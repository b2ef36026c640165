pub mod config;
pub mod error;
pub mod logger;

// Re-export commonly used types
pub use config::AppConfig;
pub use error::CordChatError;
pub type Result<T> = std::result::Result<T, CordChatError>;
use cordchat_common::{CordChatError, Result};
use cordchat_llm::LlmClient;
use std::sync::Arc;
use tracing::debug;

use crate::engine::VectorStore;
use crate::types::ScoredDocument;

/// Embeds questions and returns the `k` most similar passages
#[derive(Clone)]
pub struct Retriever {
    store: VectorStore,
    llm: Arc<dyn LlmClient>,
    embedding_model: String,
    k: usize,
}

impl Retriever {
    /// Create a retriever; queries are embedded with the model the index was built with
    pub async fn new(store: VectorStore, llm: Arc<dyn LlmClient>, k: usize) -> Self {
        let embedding_model = store.embedding_model().await;
        Self {
            store,
            llm,
            embedding_model,
            k: k.max(1),
        }
    }

    pub fn k(&self) -> usize {
        self.k
    }

    pub fn store(&self) -> &VectorStore {
        &self.store
    }

    /// Retrieve the passages most relevant to `query`
    pub async fn retrieve(&self, query: &str) -> Result<Vec<ScoredDocument>> {
        let query = query.trim();
        if query.is_empty() {
            return Err(CordChatError::invalid_input("Query cannot be empty"));
        }

        let embedding = self
            .llm
            .embed(&self.embedding_model, &[query.to_string()])
            .await?
            .pop()
            .ok_or_else(|| CordChatError::llm("No embedding returned for query"))?;

        let results = self.store.search(&embedding, self.k).await?;
        debug!(
            "Retrieved {} passages (top score: {:?})",
            results.len(),
            results.first().map(|r| r.score)
        );
        Ok(results)
    }
}
use serde::{Deserialize, Serialize};

/// Chat message author
#[derive(Debug, Clone, Copy, PartialEq, Eq, Serialize, Deserialize)]
#[serde(rename_all = "lowercase")]
pub enum Role {
    System,
    User,
    Assistant,
}

/// Single chat message
#[derive(Debug, Clone, PartialEq, Serialize, Deserialize)]
pub struct ChatMessage {
    pub role: Role,
    pub content: String,
}

impl ChatMessage {
    pub fn user(content: impl Into<String>) -> Self {
        Self {
            role: Role::User,
            content: content.into(),
        }
    }

    pub fn system(content: impl Into<String>) -> Self {
        Self {
            role: Role::System,
            content: content.into(),
        }
    }
}

/// Chat-completion request (`POST /chat/completions`)
#[derive(Debug, Clone, Serialize)]
pub struct ChatRequest {
    /// Model name (e.g., "gpt-3.5-turbo")
    pub model: String,

    /// Conversation messages
    pub messages: Vec<ChatMessage>,

    /// Sampling temperature (0.0 - 2.0)
    #[serde(skip_serializing_if = "Option::is_none")]
    pub temperature: Option<f32>,

    /// Maximum tokens to generate
    #[serde(skip_serializing_if = "Option::is_none")]
    pub max_tokens: Option<u32>,
}

impl ChatRequest {
    /// Single-turn request with one user message
    pub fn single_turn(model: impl Into<String>, prompt: impl Into<String>, temperature: f32) -> Self {
        Self {
            model: model.into(),
            messages: vec![ChatMessage::user(prompt)],
            temperature: Some(temperature),
            max_tokens: None,
        }
    }
}

/// Chat-completion response
#[derive(Debug, Clone, Deserialize)]
pub struct ChatResponse {
    #[serde(default)]
    pub model: String,

    pub choices: Vec<ChatChoice>,

    #[serde(default)]
    pub usage: Option<Usage>,
}

impl ChatResponse {
    /// Content of the first choice, if any
    pub fn first_content(&self) -> Option<&str> {
        self.choices
            .first()
            .and_then(|c| c.message.content.as_deref())
    }
}

#[derive(Debug, Clone, Deserialize)]
pub struct ChatChoice {
    #[serde(default)]
    pub index: usize,

    pub message: ResponseMessage,

    #[serde(default)]
    pub finish_reason: Option<String>,
}

/// Assistant message as returned by the API (content may be null)
#[derive(Debug, Clone, Deserialize)]
pub struct ResponseMessage {
    pub role: Role,

    #[serde(default)]
    pub content: Option<String>,
}

/// Token accounting
#[derive(Debug, Clone, Copy, Default, Deserialize, Serialize)]
pub struct Usage {
    #[serde(default)]
    pub prompt_tokens: u32,

    #[serde(default)]
    pub completion_tokens: u32,

    #[serde(default)]
    pub total_tokens: u32,
}

/// Embeddings request (`POST /embeddings`)
#[derive(Debug, Clone, Serialize)]
pub struct EmbeddingRequest {
    pub model: String,
    pub input: Vec<String>,
}

/// Embeddings response
#[derive(Debug, Clone, Deserialize)]
pub struct EmbeddingResponse {
    pub data: Vec<EmbeddingData>,

    #[serde(default)]
    pub model: String,
}

impl EmbeddingResponse {
    /// Embeddings in input order
    pub fn into_ordered(mut self) -> Vec<Vec<f32>> {
        self.data.sort_by_key(|d| d.index);
        self.data.into_iter().map(|d| d.embedding).collect()
    }
}

#[derive(Debug, Clone, Deserialize)]
pub struct EmbeddingData {
    pub index: usize,
    pub embedding: Vec<f32>,
}

/// API error envelope (`{"error": {"message": ...}}`)
#[derive(Debug, Clone, Deserialize)]
pub(crate) struct ApiErrorBody {
    pub error: ApiErrorDetail,
}

#[derive(Debug, Clone, Deserialize)]
pub(crate) struct ApiErrorDetail {
    pub message: String,

    #[serde(default, rename = "type")]
    pub kind: Option<String>,
}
⁂
ASSIGNMENT:
Using the records, report how many lines contain the word "temperature", adding no other text.

YOUR RESPONSE:
4